Halofuginone appears to target inflammation at source by preventing the development of a class of "T-cell" immune cells known as Th17 cells. Crucially, it does not seem to affect other kinds of T-cell vital to the body's defences.

The white blood cells were only identified in 2006 and have been implicated in a wide range of auto-immune diseases. They are genetically different from other T-cells and generate signalling molecules which trigger inflammation.

Th17 cells normally develop from a more immature type of T-cell. But laboratory tests in the US showed this process was prevented when cultures of the immature cells were exposed to halofuginone.

Mice with a multiple sclerosis-like disease marked by Th17 infiltration into the central nervous system were far less severely affected when given low doses of the plant compound.

Further work showed that halofuginone activates a biochemical pathway called the "amino acid starvation response" (AAR), which normally kicks in when amino acids - the building blocks of proteins - are in short supply.

Inflammation causes cells to proliferate, using up a lot of protein material. AAR acts as a brake on this process, and is triggered more easily in the presence of halofuginone.

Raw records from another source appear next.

//! Configuration loading
//!
//! A TOML file with three optional sections. Every field has a default, so an
//! absent file is a valid configuration. Two environment variables override
//! the file: `SKYCAST_API_KEY` and `SKYCAST_BASE_URL`.
//!
//! ```toml
//! [api]
//! base_url = "https://api.openweathermap.org/data/2.5"
//! api_key = "..."
//! units = "metric"
//! timeout_secs = 15
//! max_retries = 2
//!
//! [cache]
//! ttl_minutes = 30
//! history_max = 10
//! policy = "network-first"
//! serve_expired_on_failure = false
//!
//! [connectivity]
//! probe_addr = "1.1.1.1:53"
//! ```

use directories::ProjectDirs;
use serde::{Deserialize, Serialize};
use std::net::SocketAddr;
use std::path::{Path, PathBuf};
use std::time::Duration;
use thiserror::Error;

use crate::cache::FileStore;
use crate::connectivity::DEFAULT_PROBE_ADDR;
use crate::data::DEFAULT_BASE_URL;
use crate::fetch::{FetchClient, DEFAULT_MAX_RETRIES, DEFAULT_TIMEOUT};
use crate::repository::{FetchPolicy, RepositorySettings, DEFAULT_HISTORY_MAX, DEFAULT_TTL};

pub const API_KEY_ENV: &str = "SKYCAST_API_KEY";
pub const BASE_URL_ENV: &str = "SKYCAST_BASE_URL";

/// Unit systems the API understands
pub const SUPPORTED_UNITS: [&str; 3] = ["metric", "imperial", "standard"];

const CONFIG_FILE_NAME: &str = "config.toml";

#[derive(Debug, Error)]
pub enum ConfigError {
    #[error("Failed to read config file {path}: {source}")]
    Io {
        path: PathBuf,
        #[source]
        source: std::io::Error,
    },
    #[error("Failed to parse config TOML: {0}")]
    Parse(#[from] toml::de::Error),
    #[error("Invalid config value for {field}: {reason}")]
    InvalidValue { field: &'static str, reason: String },
    #[error("Failed to build HTTP client: {0}")]
    Client(#[from] reqwest::Error),
}

#[derive(Debug, Clone, Default, PartialEq, Serialize, Deserialize)]
#[serde(default, deny_unknown_fields)]
pub struct Config {
    pub api: ApiConfig,
    pub cache: CacheConfig,
    pub connectivity: ConnectivityConfig,
}

#[derive(Debug, Clone, PartialEq, Serialize, Deserialize)]
#[serde(default, deny_unknown_fields)]
pub struct ApiConfig {
    pub base_url: String,
    pub api_key: Option<String>,
    pub units: String,
    pub timeout_secs: u64,
    pub max_retries: u32,
}

impl Default for ApiConfig {
    fn default() -> Self {
        Self {
            base_url: DEFAULT_BASE_URL.to_string(),
            api_key: None,
            units: "metric".to_string(),
            timeout_secs: DEFAULT_TIMEOUT.as_secs(),
            max_retries: DEFAULT_MAX_RETRIES,
        }
    }
}

#[derive(Debug, Clone, PartialEq, Serialize, Deserialize)]
#[serde(default, deny_unknown_fields)]
pub struct CacheConfig {
    /// Cache directory; the platform cache dir when unset
    pub dir: Option<PathBuf>,
    pub ttl_minutes: u64,
    pub history_max: usize,
    pub policy: FetchPolicy,
    pub serve_expired_on_failure: bool,
}

impl Default for CacheConfig {
    fn default() -> Self {
        Self {
            dir: None,
            ttl_minutes: DEFAULT_TTL.as_secs() / 60,
            history_max: DEFAULT_HISTORY_MAX,
            policy: FetchPolicy::default(),
            serve_expired_on_failure: false,
        }
    }
}

#[derive(Debug, Clone, PartialEq, Serialize, Deserialize)]
#[serde(default, deny_unknown_fields)]
pub struct ConnectivityConfig {
    /// Address the route probe aims at; no packet is sent
    pub probe_addr: SocketAddr,
}

impl Default for ConnectivityConfig {
    fn default() -> Self {
        Self {
            probe_addr: DEFAULT_PROBE_ADDR,
        }
    }
}

impl Config {
    /// Loads, applies environment overrides, and validates
    ///
    /// An explicit path must exist. Without one, the platform config file is
    /// used when present, otherwise defaults.
    pub fn load(explicit: Option<&Path>) -> Result<Self, ConfigError> {
        let mut config = match explicit {
            Some(path) => Self::from_path(path)?,
            None => match Self::default_path() {
                Some(path) if path.exists() => Self::from_path(&path)?,
                _ => Self::default(),
            },
        };
        config.apply_overrides(|name| std::env::var(name).ok());
        config.validate()?;
        Ok(config)
    }

    /// `<platform config dir>/skycast/config.toml`
    pub fn default_path() -> Option<PathBuf> {
        ProjectDirs::from("", "", "skycast").map(|dirs| dirs.config_dir().join(CONFIG_FILE_NAME))
    }

    pub fn from_path(path: &Path) -> Result<Self, ConfigError> {
        let contents = std::fs::read_to_string(path).map_err(|source| ConfigError::Io {
            path: path.to_path_buf(),
            source,
        })?;
        Self::from_toml_str(&contents)
    }

    pub fn from_toml_str(contents: &str) -> Result<Self, ConfigError> {
        Ok(toml::from_str(contents)?)
    }

    /// Applies environment-style overrides; blank values are ignored
    pub fn apply_overrides<F>(&mut self, lookup: F)
    where
        F: Fn(&str) -> Option<String>,
    {
        let non_blank = |name: &str| lookup(name).filter(|value: &String| !value.trim().is_empty());
        if let Some(api_key) = non_blank(API_KEY_ENV) {
            self.api.api_key = Some(api_key);
        }
        if let Some(base_url) = non_blank(BASE_URL_ENV) {
            self.api.base_url = base_url;
        }
    }

    pub fn validate(&self) -> Result<(), ConfigError> {
        if self.api.base_url.trim().is_empty() {
            return Err(ConfigError::InvalidValue {
                field: "api.base_url",
                reason: "must not be empty".to_string(),
            });
        }
        if !SUPPORTED_UNITS.contains(&self.api.units.as_str()) {
            return Err(ConfigError::InvalidValue {
                field: "api.units",
                reason: format!("must be one of {}", SUPPORTED_UNITS.join(", ")),
            });
        }
        if self.api.timeout_secs == 0 {
            return Err(ConfigError::InvalidValue {
                field: "api.timeout_secs",
                reason: "must be > 0".to_string(),
            });
        }
        if self.cache.history_max == 0 {
            return Err(ConfigError::InvalidValue {
                field: "cache.history_max",
                reason: "must be > 0".to_string(),
            });
        }
        Ok(())
    }

    /// Directory for the file-backed cache, if one can be determined
    pub fn cache_dir(&self) -> Option<PathBuf> {
        self.cache
            .dir
            .clone()
            .or_else(|| FileStore::new().map(|store| store.dir().to_path_buf()))
    }

    pub fn fetch_client(&self) -> Result<FetchClient, ConfigError> {
        let client = FetchClient::new(self.api.base_url.trim())?
            .with_units(self.api.units.clone())
            .with_timeout(Duration::from_secs(self.api.timeout_secs))
            .with_max_retries(self.api.max_retries);
        Ok(match &self.api.api_key {
            Some(api_key) => client.with_api_key(api_key.clone()),
            None => client,
        })
    }

    pub fn repository_settings(&self) -> RepositorySettings {
        RepositorySettings {
            ttl: Duration::from_secs(self.cache.ttl_minutes.saturating_mul(60)),
            history_max: self.cache.history_max,
            policy: self.cache.policy,
            serve_expired_on_failure: self.cache.serve_expired_on_failure,
        }
    }
}

#[cfg(test)]
mod tests {
    use super::*;
    use std::collections::HashMap;
    use tempfile::TempDir;

    #[test]
    fn test_defaults_are_valid() {
        let config = Config::default();
        assert!(config.validate().is_ok());
        assert_eq!(config.api.base_url, DEFAULT_BASE_URL);
        assert_eq!(config.api.timeout_secs, 15);
        assert_eq!(config.api.max_retries, 2);
        assert_eq!(config.cache.ttl_minutes, 30);
        assert_eq!(config.cache.policy, FetchPolicy::NetworkFirst);
    }

    #[test]
    fn test_partial_file_keeps_other_defaults() {
        let config = Config::from_toml_str(
            r#"
            [api]
            api_key = "abc123"

            [cache]
            policy = "cache-first"
            ttl_minutes = 5
            "#,
        )
        .expect("Should parse");

        assert_eq!(config.api.api_key.as_deref(), Some("abc123"));
        assert_eq!(config.api.units, "metric");
        assert_eq!(config.cache.policy, FetchPolicy::CacheFirst);
        assert_eq!(config.cache.history_max, DEFAULT_HISTORY_MAX);
        assert_eq!(config.connectivity.probe_addr, DEFAULT_PROBE_ADDR);

        let settings = config.repository_settings();
        assert_eq!(settings.ttl, Duration::from_secs(300));
        assert_eq!(settings.policy, FetchPolicy::CacheFirst);
    }

    #[test]
    fn test_unknown_field_is_rejected() {
        let result = Config::from_toml_str("[api]\nbase = \"http://x\"\n");
        assert!(matches!(result, Err(ConfigError::Parse(_))));
    }

    #[test]
    fn test_validate_rejects_bad_values() {
        let mut config = Config::default();
        config.api.base_url = "  ".to_string();
        assert!(matches!(
            config.validate(),
            Err(ConfigError::InvalidValue { field: "api.base_url", .. })
        ));

        let mut config = Config::default();
        config.api.timeout_secs = 0;
        assert!(matches!(
            config.validate(),
            Err(ConfigError::InvalidValue { field: "api.timeout_secs", .. })
        ));

        let mut config = Config::default();
        config.cache.history_max = 0;
        assert!(matches!(
            config.validate(),
            Err(ConfigError::InvalidValue { field: "cache.history_max", .. })
        ));

        let mut config = Config::default();
        config.api.units = "kelvin".to_string();
        let err = config.validate().unwrap_err();
        assert!(err.to_string().contains("api.units"));
    }

    #[test]
    fn test_overrides_win_over_file_values() {
        let mut config = Config::default();
        config.api.api_key = Some("from-file".to_string());
        let env: HashMap<&str, &str> = HashMap::from([
            (API_KEY_ENV, "from-env"),
            (BASE_URL_ENV, "http://localhost:9000"),
        ]);

        config.apply_overrides(|name| env.get(name).map(|value| value.to_string()));

        assert_eq!(config.api.api_key.as_deref(), Some("from-env"));
        assert_eq!(config.api.base_url, "http://localhost:9000");
    }

    #[test]
    fn test_blank_override_is_ignored() {
        let mut config = Config::default();
        config.apply_overrides(|_| Some("   ".to_string()));
        assert_eq!(config.api.base_url, DEFAULT_BASE_URL);
        assert!(config.api.api_key.is_none());
    }

    #[test]
    fn test_from_path_reads_file() {
        let temp_dir = TempDir::new().expect("Failed to create temp directory");
        let path = temp_dir.path().join("config.toml");
        std::fs::write(&path, "[connectivity]\nprobe_addr = \"127.0.0.1:9\"\n").unwrap();

        let config = Config::from_path(&path).expect("Should load");
        assert_eq!(config.connectivity.probe_addr.port(), 9);
    }

    #[test]
    fn test_explicit_missing_file_is_an_error() {
        let temp_dir = TempDir::new().expect("Failed to create temp directory");
        let missing = temp_dir.path().join("nope.toml");

        let err = Config::load(Some(&missing)).unwrap_err();
        assert!(matches!(err, ConfigError::Io { .. }));
    }

    #[test]
    fn test_configured_cache_dir_wins() {
        let mut config = Config::default();
        config.cache.dir = Some(PathBuf::from("/tmp/skycast-test"));
        assert_eq!(config.cache_dir(), Some(PathBuf::from("/tmp/skycast-test")));
    }

    #[test]
    fn test_fetch_client_uses_base_url() {
        let mut config = Config::default();
        config.api.base_url = "http://localhost:8080/".to_string();

        let client = config.fetch_client().expect("Should build");
        assert_eq!(client.url_for("weather"), "http://localhost:8080/weather");
    }
}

Senior investigator Dr Anjana Rao, from the Children's Hospital, Boston, Massachusetts, said: "Remarkably, halofuginone evokes the AAR in all cells but selectively inhibits T-cell inflammatory responses. Halofuginone may herald a revolution in the treatment of certain types of auto-immune/inflammatory diseases."

The research was published in the journal Science.

Hydrangea root has traditionally been used to relieve inflammation and cleanse the joints, and to improve urinary function. An ancient Chinese remedy, it is also a traditional medicine of north American Cherokee Indians.

Leaf extract of hydrangea is also said to have anti-malarial properties.